**Your task**
All of the entries are to be returned word for word.
BEGIN Information provided
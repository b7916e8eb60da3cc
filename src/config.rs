//! # Controller Configuration
//!
//! Two layers of configuration feed the controller:
//!
//! - [`ControllerConfig`]: process-level settings read once at startup
//!   (application identity, storage paths, API timeout). Loaded from built-in
//!   defaults, an optional TOML file and `CONNECT_CONTROLLER_*` environment variables.
//! - [`ControllerSettings`]: the operator-facing settings (`workers`, `group-id`,
//!   `worker-config`, topic names). These change at runtime and reach the
//!   controller as a `ConfigChanged` event carrying an immutable snapshot.

use crate::constants::deployment;
use crate::error::{ControllerError, ControllerResult};
use config::{Config, Environment, File};
use serde::{Deserialize, Serialize};
use std::path::{Path, PathBuf};
use tracing::debug;

/// Environment variable naming an explicit configuration file
pub const CONFIG_PATH_ENV: &str = "CONNECT_CONTROLLER_CONFIG";
/// Prefix for environment variable overrides
pub const ENV_PREFIX: &str = "CONNECT_CONTROLLER";
const DEFAULT_CONFIG_FILE: &str = "connect-controller";

#[derive(Debug, Clone, PartialEq, Serialize, Deserialize)]
pub struct ControllerConfig {
    /// Application name; prefixes every orchestrator resource
    pub application_name: String,
    /// Unit identifier (`app/N`), used to derive the default group id
    pub unit_name: String,
    /// Deployment environment, first segment of provisioned topic names
    pub environment: String,
    /// Durable connector registry file
    pub registry_path: PathBuf,
    /// Durable controller checkpoint file
    pub checkpoint_path: PathBuf,
    /// Container image used until an upper layer sets one
    pub default_image: String,
    /// Timeout applied by the transport for each worker API request
    pub api_timeout_ms: u64,
}

impl Default for ControllerConfig {
    fn default() -> Self {
        Self {
            application_name: "kafka-connect".to_string(),
            unit_name: "kafka-connect/0".to_string(),
            environment: "development".to_string(),
            registry_path: PathBuf::from("state/connectors.json"),
            checkpoint_path: PathBuf::from("state/controller.json"),
            default_image: deployment::DEFAULT_IMAGE.to_string(),
            api_timeout_ms: 30000,
        }
    }
}

impl ControllerConfig {
    /// Load configuration, honoring `CONNECT_CONTROLLER_CONFIG` when set
    pub fn load() -> ControllerResult<Self> {
        let path = std::env::var(CONFIG_PATH_ENV).ok().map(PathBuf::from);
        Self::load_from(path.as_deref())
    }

    /// Load configuration layered as defaults, then file, then environment
    ///
    /// An explicit `path` must exist; without one, `connect-controller.toml`
    /// in the working directory is used if present.
    pub fn load_from(path: Option<&Path>) -> ControllerResult<Self> {
        let defaults = Self::default();

        let mut builder = Config::builder()
            .set_default("application_name", defaults.application_name)?
            .set_default("unit_name", defaults.unit_name)?
            .set_default("environment", defaults.environment)?
            .set_default(
                "registry_path",
                defaults.registry_path.to_string_lossy().to_string(),
            )?
            .set_default(
                "checkpoint_path",
                defaults.checkpoint_path.to_string_lossy().to_string(),
            )?
            .set_default("default_image", defaults.default_image)?
            .set_default("api_timeout_ms", defaults.api_timeout_ms as i64)?;

        builder = match path {
            Some(path) => builder.add_source(File::from(path).required(true)),
            None => builder.add_source(File::with_name(DEFAULT_CONFIG_FILE).required(false)),
        };

        let config: Self = builder
            .add_source(
                Environment::with_prefix(ENV_PREFIX)
                    .prefix_separator("_")
                    .separator("__"),
            )
            .build()?
            .try_deserialize()?;

        config.validate()?;

        debug!(
            application = %config.application_name,
            environment = %config.environment,
            registry = %config.registry_path.display(),
            "Controller configuration loaded"
        );

        Ok(config)
    }

    pub fn validate(&self) -> ControllerResult<()> {
        if self.application_name.trim().is_empty() {
            return Err(ControllerError::Configuration(
                "application_name must not be empty".to_string(),
            ));
        }
        if self.unit_name.trim().is_empty() {
            return Err(ControllerError::Configuration(
                "unit_name must not be empty".to_string(),
            ));
        }
        if self.api_timeout_ms == 0 {
            return Err(ControllerError::Configuration(
                "api_timeout_ms must be greater than zero".to_string(),
            ));
        }
        Ok(())
    }

    /// Group id used when the operator leaves `group-id` empty
    pub fn derived_group_id(&self) -> String {
        self.unit_name.replace('/', "-")
    }
}

/// Names of the three bookkeeping topics of the worker service
#[derive(Debug, Clone, PartialEq, Eq, Serialize, Deserialize)]
pub struct TopicSettings {
    pub configs: String,
    pub offsets: String,
    pub status: String,
}

/// Operator-facing settings snapshot
#[derive(Debug, Clone, Default, PartialEq, Serialize, Deserialize)]
pub struct ControllerSettings {
    /// Worker replica count
    #[serde(default)]
    pub workers: Option<u32>,
    /// Explicit group id; empty means derive from the unit name
    #[serde(default, rename = "group-id")]
    pub group_id: String,
    /// Free-form `key=value` lines applied over the computed worker properties
    #[serde(default, rename = "worker-config")]
    pub worker_config: String,
    #[serde(default)]
    pub topics: Option<TopicSettings>,
}

impl ControllerSettings {
    /// Load a settings snapshot from a TOML/YAML/JSON file
    pub fn from_file(path: &Path) -> ControllerResult<Self> {
        let settings: Self = Config::builder()
            .add_source(File::from(path).required(true))
            .build()?
            .try_deserialize()?;
        Ok(settings)
    }

    /// Required settings are present; topic names fall back to the
    /// `{environment}.{application}.{suffix}` convention when omitted
    pub fn is_set(&self) -> bool {
        self.workers.is_some()
    }

    pub fn validate(&self) -> ControllerResult<()> {
        if self.workers == Some(0) {
            return Err(ControllerError::Configuration(
                "workers must be at least 1".to_string(),
            ));
        }
        Ok(())
    }
}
END Information provided
**Answer section**
repository b7916e8eb60da3cc
filename src/config.rs
//! # Controller Configuration
//!
//! Two layers of configuration feed the controller:
//!
//! - [`ControllerConfig`]: process-level settings read once at startup
//!   (application identity, storage paths, API timeout). Loaded from built-in
//!   defaults, an optional TOML file and `CONNECT_CONTROLLER_*` environment variables.
//! - [`ControllerSettings`]: the operator-facing settings (`workers`, `group-id`,
//!   `worker-config`, topic names). These change at runtime and reach the
//!   controller as a `ConfigChanged` event carrying an immutable snapshot.

use crate::constants::deployment;
use crate::error::{ControllerError, ControllerResult};
use config::{Config, Environment, File};
use serde::{Deserialize, Serialize};
use std::path::{Path, PathBuf};
use tracing::debug;

/// Environment variable naming an explicit configuration file
pub const CONFIG_PATH_ENV: &str = "CONNECT_CONTROLLER_CONFIG";
/// Prefix for environment variable overrides
pub const ENV_PREFIX: &str = "CONNECT_CONTROLLER";
const DEFAULT_CONFIG_FILE: &str = "connect-controller";

#[derive(Debug, Clone, PartialEq, Serialize, Deserialize)]
pub struct ControllerConfig {
    /// Application name; prefixes every orchestrator resource
    pub application_name: String,
    /// Unit identifier (`app/N`), used to derive the default group id
    pub unit_name: String,
    /// Deployment environment, first segment of provisioned topic names
    pub environment: String,
    /// Durable connector registry file
    pub registry_path: PathBuf,
    /// Durable controller checkpoint file
    pub checkpoint_path: PathBuf,
    /// Container image used until an upper layer sets one
    pub default_image: String,
    /// Timeout applied by the transport for each worker API request
    pub api_timeout_ms: u64,
}

impl Default for ControllerConfig {
    fn default() -> Self {
        Self {
            application_name: "kafka-connect".to_string(),
            unit_name: "kafka-connect/0".to_string(),
            environment: "development".to_string(),
            registry_path: PathBuf::from("state/connectors.json"),
            checkpoint_path: PathBuf::from("state/controller.json"),
            default_image: deployment::DEFAULT_IMAGE.to_string(),
            api_timeout_ms: 30000,
        }
    }
}

impl ControllerConfig {
    /// Load configuration, honoring `CONNECT_CONTROLLER_CONFIG` when set
    pub fn load() -> ControllerResult<Self> {
        let path = std::env::var(CONFIG_PATH_ENV).ok().map(PathBuf::from);
        Self::load_from(path.as_deref())
    }

    /// Load configuration layered as defaults, then file, then environment
    ///
    /// An explicit `path` must exist; without one, `connect-controller.toml`
    /// in the working directory is used if present.
    pub fn load_from(path: Option<&Path>) -> ControllerResult<Self> {
        let defaults = Self::default();

        let mut builder = Config::builder()
            .set_default("application_name", defaults.application_name)?
            .set_default("unit_name", defaults.unit_name)?
            .set_default("environment", defaults.environment)?
            .set_default(
                "registry_path",
                defaults.registry_path.to_string_lossy().to_string(),
            )?
            .set_default(
                "checkpoint_path",
                defaults.checkpoint_path.to_string_lossy().to_string(),
            )?
            .set_default("default_image", defaults.default_image)?
            .set_default("api_timeout_ms", defaults.api_timeout_ms as i64)?;

        builder = match path {
            Some(path) => builder.add_source(File::from(path).required(true)),
            None => builder.add_source(File::with_name(DEFAULT_CONFIG_FILE).required(false)),
        };

        let config: Self = builder
            .add_source(
                Environment::with_prefix(ENV_PREFIX)
                    .prefix_separator("_")
                    .separator("__"),
            )
            .build()?
            .try_deserialize()?;

        config.validate()?;

        debug!(
            application = %config.application_name,
            environment = %config.environment,
            registry = %config.registry_path.display(),
            "Controller configuration loaded"
        );

        Ok(config)
    }

    pub fn validate(&self) -> ControllerResult<()> {
        if self.application_name.trim().is_empty() {
            return Err(ControllerError::Configuration(
                "application_name must not be empty".to_string(),
            ));
        }
        if self.unit_name.trim().is_empty() {
            return Err(ControllerError::Configuration(
                "unit_name must not be empty".to_string(),
            ));
        }
        if self.api_timeout_ms == 0 {
            return Err(ControllerError::Configuration(
                "api_timeout_ms must be greater than zero".to_string(),
            ));
        }
        Ok(())
    }

    /// Group id used when the operator leaves `group-id` empty
    pub fn derived_group_id(&self) -> String {
        self.unit_name.replace('/', "-")
    }
}

/// Names of the three bookkeeping topics of the worker service
#[derive(Debug, Clone, PartialEq, Eq, Serialize, Deserialize)]
pub struct TopicSettings {
    pub configs: String,
    pub offsets: String,
    pub status: String,
}

/// Operator-facing settings snapshot
#[derive(Debug, Clone, Default, PartialEq, Serialize, Deserialize)]
pub struct ControllerSettings {
    /// Worker replica count
    #[serde(default)]
    pub workers: Option<u32>,
    /// Explicit group id; empty means derive from the unit name
    #[serde(default, rename = "group-id")]
    pub group_id: String,
    /// Free-form `key=value` lines applied over the computed worker properties
    #[serde(default, rename = "worker-config")]
    pub worker_config: String,
    #[serde(default)]
    pub topics: Option<TopicSettings>,
}

impl ControllerSettings {
    /// Load a settings snapshot from a TOML/YAML/JSON file
    pub fn from_file(path: &Path) -> ControllerResult<Self> {
        let settings: Self = Config::builder()
            .add_source(File::from(path).required(true))
            .build()?
            .try_deserialize()?;
        Ok(settings)
    }

    /// Required settings are present; topic names fall back to the
    /// `{environment}.{application}.{suffix}` convention when omitted
    pub fn is_set(&self) -> bool {
        self.workers.is_some()
    }

    pub fn validate(&self) -> ControllerResult<()> {
        if self.workers == Some(0) {
            return Err(ControllerError::Configuration(
                "workers must be at least 1".to_string(),
            ));
        }
        Ok(())
    }
}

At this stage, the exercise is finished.